The rate of termination of pregnancy (TOP) for fetal anomalies and the factors affecting TOP vary among different populations. Optimisation of prenatal care and counselling requires understanding the factors influencing parental decisions in the relevant population. This study aimed to evaluate the rate of TOP after diagnoses of major fetal anomalies and assess factors associated with TOP-related decisions at a university hospital in Thailand.


A retrospective chart review was conducted at the Fetal Anomaly Clinic of Ramathibodi Hospital, Bangkok, Thailand. Medical records of all women with singleton pregnancies prenatally diagnosed with major fetal anomalies before 24 gestational weeks between 2010 and 2020 were reviewed.

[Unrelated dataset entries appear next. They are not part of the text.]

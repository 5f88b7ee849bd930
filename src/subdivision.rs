//! Subdivision engine: per-edge polylines and arc-length resampling
//!
//! Every edge is approximated by `P + 2` points: the fixed source, `P`
//! movable subdivision points, and the fixed target. Between cycles the
//! polyline is re-parameterized so that the new points sit at uniform arc
//! length along the current (bent) path.

use crate::geometry::Point;
use crate::graph::EdgeGeometry;

/// Total length of a polyline
pub fn polyline_length(points: &[Point]) -> f64 {
    points.windows(2).map(|w| w[0].distance(w[1])).sum()
}

/// Walks a polyline by arc length.
///
/// Targets passed to [`ArcWalker::advance`] must be non-decreasing. Starting a
/// fresh walker for a single target gives the same result as reaching that
/// target from a walker that was advanced through earlier targets.
pub struct ArcWalker<'a> {
    points: &'a [Point],
    segment: usize,
    walked: f64,
}

impl<'a> ArcWalker<'a> {
    pub fn new(points: &'a [Point]) -> Self {
        Self {
            points,
            segment: 1,
            walked: 0.0,
        }
    }

    /// The point at arc length `target` from the first point
    pub fn advance(&mut self, target: f64) -> Point {
        while self.segment < self.points.len() {
            let start = self.points[self.segment - 1];
            let end = self.points[self.segment];
            let length = start.distance(end);
            if length > 0.0 && self.walked + length >= target {
                return start.lerp(end, (target - self.walked) / length);
            }
            self.walked += length;
            self.segment += 1;
        }
        self.points.last().copied().unwrap_or_default()
    }
}

/// Point `index` of `points` resampled to `subdivisions` interior points.
///
/// Index 0 and `subdivisions + 1` return the original endpoints unchanged.
/// The parallel subdivision pass evaluates each output point this way.
pub fn resampled_point(points: &[Point], subdivisions: usize, index: usize) -> Point {
    let last = points.len() - 1;
    if index == 0 {
        return points[0];
    }
    if index > subdivisions {
        return points[last];
    }
    let segment = polyline_length(points) / (subdivisions + 1) as f64;
    ArcWalker::new(points).advance(segment * index as f64)
}

/// Resample a polyline to `subdivisions` interior points at uniform arc length.
///
/// Old segments may straddle several new segment boundaries; the walk carries
/// the remaining length from one old segment into the next. Endpoints are
/// copied exactly.
pub fn resample(points: &[Point], subdivisions: usize) -> Vec<Point> {
    let last = points.len() - 1;
    let segment = polyline_length(points) / (subdivisions + 1) as f64;

    let mut resampled = Vec::with_capacity(subdivisions + 2);
    resampled.push(points[0]);
    let mut walker = ArcWalker::new(points);
    for index in 1..=subdivisions {
        resampled.push(walker.advance(segment * index as f64));
    }
    resampled.push(points[last]);
    resampled
}

/// Per-edge subdivision paths owned by a bundling run.
#[derive(Debug, Clone, Default, PartialEq)]
pub struct SubdivisionPaths {
    paths: Vec<Vec<Point>>,
    subdivisions: usize,
}

impl SubdivisionPaths {
    /// Straight `[source, target]` paths with no interior points
    pub fn new(edges: &[EdgeGeometry]) -> Self {
        Self {
            paths: edges.iter().map(|e| vec![e.source, e.target]).collect(),
            subdivisions: 0,
        }
    }

    /// Re-parameterize every path to `subdivisions` interior points.
    pub fn subdivide(&mut self, subdivisions: usize) {
        for path in &mut self.paths {
            *path = resample(path, subdivisions);
        }
        self.subdivisions = subdivisions;
    }

    /// Current interior point count per edge
    pub fn subdivisions(&self) -> usize {
        self.subdivisions
    }

    pub fn paths(&self) -> &[Vec<Point>] {
        &self.paths
    }

    pub fn paths_mut(&mut self) -> &mut [Vec<Point>] {
        &mut self.paths
    }

    pub fn into_paths(self) -> Vec<Vec<Point>> {
        self.paths
    }
}

#[cfg(test)]
mod tests {
    use super::*;

    fn approx_eq(a: Point, b: Point) -> bool {
        a.distance(b) < 1e-9
    }

    #[test]
    fn test_first_subdivision_is_midpoint() {
        let path = vec![Point::planar(0.0, 0.0), Point::planar(10.0, 4.0)];
        let resampled = resample(&path, 1);
        assert_eq!(resampled.len(), 3);
        assert!(approx_eq(resampled[1], Point::planar(5.0, 2.0)));
    }

    #[test]
    fn test_resample_preserves_endpoints_exactly() {
        let source = Point::new(0.1, 0.2, 0.3);
        let target = Point::new(9.7, -3.3, 1.1);
        let path = vec![source, Point::new(4.0, 5.0, 0.0), target];
        let resampled = resample(&path, 7);
        assert_eq!(resampled.len(), 9);
        assert_eq!(resampled[0], source);
        assert_eq!(resampled[8], target);
    }

    #[test]
    fn test_resample_uniform_arc_length() {
        // L-shaped path of length 20; 3 interior points at arc 5, 10, 15
        let path = vec![
            Point::planar(0.0, 0.0),
            Point::planar(10.0, 0.0),
            Point::planar(10.0, 10.0),
        ];
        let resampled = resample(&path, 3);
        assert!(approx_eq(resampled[1], Point::planar(5.0, 0.0)));
        assert!(approx_eq(resampled[2], Point::planar(10.0, 0.0)));
        assert!(approx_eq(resampled[3], Point::planar(10.0, 5.0)));
    }

    #[test]
    fn test_old_segment_straddles_several_new_segments() {
        // One long segment followed by a short one
        let path = vec![
            Point::planar(0.0, 0.0),
            Point::planar(9.0, 0.0),
            Point::planar(9.0, 1.0),
        ];
        let resampled = resample(&path, 4);
        for (i, expected) in [2.0, 4.0, 6.0, 8.0].into_iter().enumerate() {
            assert!(approx_eq(resampled[i + 1], Point::planar(expected, 0.0)));
        }
    }

    #[test]
    fn test_pointwise_matches_walk() {
        let path = vec![
            Point::planar(0.0, 0.0),
            Point::planar(3.0, 1.0),
            Point::planar(4.0, 7.0),
            Point::planar(12.0, 7.5),
        ];
        let walked = resample(&path, 8);
        for (j, point) in walked.iter().enumerate() {
            assert_eq!(*point, resampled_point(&path, 8, j));
        }
    }

    #[test]
    fn test_paths_subdivide_counts() {
        let edges = vec![EdgeGeometry::new(
            Point::planar(0.0, 0.0),
            Point::planar(1.0, 0.0),
        )];
        let mut paths = SubdivisionPaths::new(&edges);
        paths.subdivide(1);
        paths.subdivide(2);
        paths.subdivide(4);
        assert_eq!(paths.subdivisions(), 4);
        assert_eq!(paths.paths()[0].len(), 6);
    }
}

During the study period, 461 cases of major fetal anomalies were diagnosed, and 264 (57.3%) of these pregnancies were terminated. Three factors influencing parental TOP decisions were lethal anomalies (odds ratio [OR], 197.39; 95% confidence interval [CI], 49.95–779.95; p < 0.001), presence of genetic abnormalities (OR, 10.19; 95% CI, 4.17–24.87; p < 0.001) and gestational age at diagnosis (OR, 0.74; 95% CI, 0.65–0.84; p < 0.001).


Over half of the pregnant women whose records were reviewed and who were prenatally diagnosed with major fetal anomalies terminated their pregnancies. Fetal factors, particularly lethality, genetic abnormalities and early gestational age at diagnosis, showed the most powerful associations with parental TOP decisions. Other maternal background factors were not key considerations.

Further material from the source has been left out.